Medeiros, José Francisco de
[N. Matriz, Horta, 14.9.1782 m. Matriz, Horta, 28.12.1875] Desembargador. Segundo de nome, filho primogénito, destinado pelo pai à carreira eclesiástica, com 20 anos de idade e sem vocação, pediu para estudar na Universidade de Coimbra, onde se tornou bacharel em Direito (1810). Regressado ao Faial, resolvido a seguir a magistratura, foi ao Rio de Janeiro apresentar-se a D. João VI que o despachou juiz de fora para a ilha do Pico (1813-1819).

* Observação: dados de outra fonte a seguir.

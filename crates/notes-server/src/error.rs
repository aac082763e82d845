//! API error types with JSON responses.

use axum::{
    http::StatusCode,
    response::{IntoResponse, Response},
    Json,
};
use notes_core::ValidationError;
use notes_store::StoreError;
use serde::Serialize;

/// API error that can be returned from handlers.
#[derive(Debug, thiserror::Error)]
pub enum ApiError {
    /// Request body is not valid JSON for the endpoint (400).
    #[error("invalid JSON: {0}")]
    InvalidJson(String),

    /// Title or content out of bounds (400).
    #[error(transparent)]
    Validation(#[from] ValidationError),

    /// Unknown or malformed note id (404, empty body).
    #[error("not found: {0}")]
    NotFound(String),

    /// Store error.
    #[error(transparent)]
    Store(#[from] StoreError),
}

impl ApiError {
    /// Get the error code string for this error.
    pub fn code(&self) -> &'static str {
        match self {
            Self::InvalidJson(_) => "INVALID_JSON",
            Self::Validation(_) => "VALIDATION_ERROR",
            Self::NotFound(_) => "NOT_FOUND",
            Self::Store(e) => match e {
                StoreError::NoteNotFound(_) => "NOT_FOUND",
                StoreError::Validation(_) => "VALIDATION_ERROR",
            },
        }
    }

    /// Get the HTTP status code for this error.
    pub fn status_code(&self) -> StatusCode {
        match self {
            Self::InvalidJson(_) | Self::Validation(_) => StatusCode::BAD_REQUEST,
            Self::NotFound(_) => StatusCode::NOT_FOUND,
            Self::Store(e) => match e {
                StoreError::NoteNotFound(_) => StatusCode::NOT_FOUND,
                StoreError::Validation(_) => StatusCode::BAD_REQUEST,
            },
        }
    }
}

/// JSON error response body.
#[derive(Debug, Serialize)]
pub struct ErrorResponse {
    /// Error details.
    pub error: ErrorDetails,
}

/// Error details within the response.
#[derive(Debug, Serialize)]
pub struct ErrorDetails {
    /// Error code (e.g., "INVALID_JSON", "VALIDATION_ERROR").
    pub code: String,
    /// Human-readable error message.
    pub message: String,
}

impl IntoResponse for ApiError {
    fn into_response(self) -> Response {
        let status = self.status_code();

        // Not-found responses carry no body.
        if status == StatusCode::NOT_FOUND {
            tracing::debug!(error = %self, "Responding 404");
            return status.into_response();
        }

        let body = ErrorResponse {
            error: ErrorDetails {
                code: self.code().to_string(),
                message: self.to_string(),
            },
        };

        (status, Json(body)).into_response()
    }
}

/// Result type for API handlers.
pub type ApiResult<T> = Result<T, ApiError>;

Proclamada a Constituição de 1820, no ano seguinte integrou, como secretário, a Junta Governativa que tomou conta da administração da comarca e, nessa qualidade, elaborou relatórios e representações sobre as necessidades e melhoramentos da ilha do Faial que enviou ao congresso. Desentendimentos com o presidente da Junta levaram-no a pedir a demissão. Partiu para Lisboa de onde foi despachado juiz de fora para Ponta Delgada (1822).

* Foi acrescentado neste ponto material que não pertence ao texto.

//! UPDATE command - Change a note's title and/or content.

use anyhow::Result;
use clap::Args;
use colored::Colorize;
use serde::Serialize;

use super::{make_request, note_url, output, Note};

/// Arguments for the update command.
#[derive(Args)]
pub struct UpdateArgs {
    /// Note ID to update
    pub id: String,

    /// New title
    #[arg(short = 't', long)]
    pub title: Option<String>,

    /// New content
    #[arg(short = 'c', long)]
    pub content: Option<String>,
}

/// Request body for updating a note. Omitted fields are left unchanged.
#[derive(Debug, Serialize)]
struct UpdateNoteRequest {
    #[serde(skip_serializing_if = "Option::is_none")]
    title: Option<String>,
    #[serde(skip_serializing_if = "Option::is_none")]
    content: Option<String>,
}

/// Execute the update command.
pub async fn execute(
    client: &reqwest::Client,
    base_url: &str,
    human: bool,
    args: UpdateArgs,
) -> Result<()> {
    if args.title.is_none() && args.content.is_none() {
        eprintln!(
            "{} no --title or --content given; only the update time will change",
            "Warning:".yellow().bold()
        );
    }

    let url = note_url(base_url, &args.id)?;
    let request_body = UpdateNoteRequest {
        title: args.title,
        content: args.content,
    };

    let note: Note = make_request(client.put(url).json(&request_body)).await?;

    if human {
        println!("{}", "Note updated successfully!".green().bold());
        println!();
    }
    output(&note, human)
}

#[cfg(test)]
mod tests {
    use super::*;

    #[test]
    fn update_request_omits_absent_fields() {
        let body = UpdateNoteRequest {
            title: None,
            content: Some("new".to_string()),
        };
        assert_eq!(serde_json::to_string(&body).unwrap(), r#"{"content":"new"}"#);
    }
}
//! notes-server: HTTP API server for the notes backend
//!
//! This crate provides:
//! - REST endpoints for note CRUD under `/api/notes`
//! - A `/healthz` liveness check
//! - Allow-list CORS for the browser client
//!
//! # Architecture
//!
//! The server is built on Axum with a middleware stack for:
//! - Request tracing and logging
//! - CORS handling
//! - Request ID generation
//! - JSON error responses
//!
//! # Usage
//!
//! ```rust,ignore
//! use notes_server::{build_app, config::ServerConfig, state::AppState};
//! use notes_store::NoteStore;
//!
//! let config = ServerConfig::from_env()?;
//! let state = AppState::new(NoteStore::new(), config);
//! let app = build_app(state)?;
//! axum::serve(listener, app).await?;
//! ```

pub mod config;
pub mod error;
pub mod extract;
pub mod middleware;
pub mod routes;
pub mod state;

use std::sync::Arc;

use axum::Router;
use tower_http::trace::TraceLayer;

use crate::middleware::cors::{apply_cors, CorsPolicy};
use crate::middleware::request_id::{
    propagate_request_id_layer, request_span, set_request_id_layer,
};

// Re-exports for convenience
pub use config::{ConfigError, LogFormat, ServerConfig};
pub use error::{ApiError, ApiResult};
pub use state::AppState;

// Re-export dependent crates
pub use notes_core;
pub use notes_store;

/// Build the router with the full middleware stack.
///
/// Outermost first: request id assignment, request id propagation, tracing,
/// CORS. CORS answers `OPTIONS` itself, so it sits inside the request id
/// layers.
///
/// # Errors
///
/// `ConfigError` if a configured CORS origin is not a valid header value.
pub fn build_app(state: AppState) -> Result<Router, ConfigError> {
    let cors = Arc::new(CorsPolicy::from_origins(
        &state.config().cors_allowed_origins,
    )?);

    Ok(routes::build_router(state)
        .layer(axum::middleware::from_fn_with_state(cors, apply_cors))
        .layer(TraceLayer::new_for_http().make_span_with(request_span))
        .layer(propagate_request_id_layer())
        .layer(set_request_id_layer()))
}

Restabelecido o governo absoluto em Portugal, foi obrigado a exilar-se em Inglaterra de onde haveria de partir, mais tarde, para a ilha Terceira, depois de informado do estabelecimento do governo constitucional no arquipélago açoriano. Não tendo alcançado o lugar de juiz que pretendia, voltou ao Faial onde se dedicou ao comércio, particularmente da laranja, associado a seu irmão João, estabelecido em Londres. Entretanto foi eleito vereador da Câmara Municipal, procurador à Junta Geral, conselheiro do distrito e presidente da comissão administrativa dos bens dos defuntos e ausentes.

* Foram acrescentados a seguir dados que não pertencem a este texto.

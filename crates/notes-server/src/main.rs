//! Entry point for the notes-server binary.

use notes_server::{build_app, config::ServerConfig, state::AppState, LogFormat};
use notes_store::NoteStore;
use tokio::net::TcpListener;
use tokio::signal;
use tracing_subscriber::{layer::SubscriberExt, util::SubscriberInitExt, EnvFilter};

#[tokio::main]
async fn main() -> Result<(), Box<dyn std::error::Error>> {
    // Load configuration
    let config = ServerConfig::from_env()?;

    // Initialize tracing
    init_tracing(&config.log_level, config.log_format);

    tracing::info!("Starting notes-server");
    tracing::info!(
        port = config.port,
        log_level = %config.log_level,
        cors_origins = ?config.cors_allowed_origins,
        "Configuration loaded"
    );

    // Notes live in memory for the lifetime of the process
    let state = AppState::new(NoteStore::new(), config.clone());

    let app = build_app(state)?;

    // Create listener
    let addr = config.socket_addr();
    let listener = TcpListener::bind(addr).await?;
    tracing::info!("Listening on {}", addr);

    // Run server with graceful shutdown
    axum::serve(listener, app)
        .with_graceful_shutdown(shutdown_signal())
        .await?;

    tracing::info!("Server shutdown complete");
    Ok(())
}

/// Initialize the tracing subscriber.
fn init_tracing(log_level: &str, format: LogFormat) {
    let filter = EnvFilter::try_from_default_env().unwrap_or_else(|_| EnvFilter::new(log_level));

    let registry = tracing_subscriber::registry().with(filter);
    match format {
        LogFormat::Pretty => registry.with(tracing_subscriber::fmt::layer()).init(),
        LogFormat::Json => registry.with(tracing_subscriber::fmt::layer().json()).init(),
    }
}

async fn ctrl_c() {
    if let Err(error) = signal::ctrl_c().await {
        tracing::warn!(%error, "Ctrl+C handler unavailable");
        std::future::pending::<()>().await;
    }
}

#[cfg(unix)]
async fn terminate() {
    match signal::unix::signal(signal::unix::SignalKind::terminate()) {
        Ok(mut stream) => {
            stream.recv().await;
        }
        Err(error) => {
            tracing::warn!(%error, "SIGTERM handler unavailable");
            std::future::pending::<()>().await;
        }
    }
}

#[cfg(not(unix))]
async fn terminate() {
    std::future::pending::<()>().await;
}

/// Resolves on Ctrl+C or SIGTERM. Notes are held in memory only, so they are
/// gone once the in-flight requests drain.
async fn shutdown_signal() {
    let signal = tokio::select! {
        () = ctrl_c() => "SIGINT",
        () = terminate() => "SIGTERM",
    };
    tracing::info!(signal, "Shutdown requested, stored notes will be discarded");
}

O insucesso comercial fê-lo voltar à magistratura. Foi procurador régio nas ilhas de S. Jorge (1843-1846) e do Pico (1846-1856) e juiz de direito na ilha de Santa Maria (1856-1858) e na comarca da Ribeira Grande (1858-1861). Foi aposentado como juiz de Relação. Luís M. Arruda
Fonte. Biblioteca Pública e Arquivo Regional da Horta, Registo de óbitos, Matriz da Horta, Liv. 12, assento n.º 73 de 1875.
Bibl. Macedo, A. L. S. (1959), Desembargador José Francisco de Medeiros In Fayalenses distinctos, Boletim do Núcleo Cultural da Horta, 2, 1: 90-93.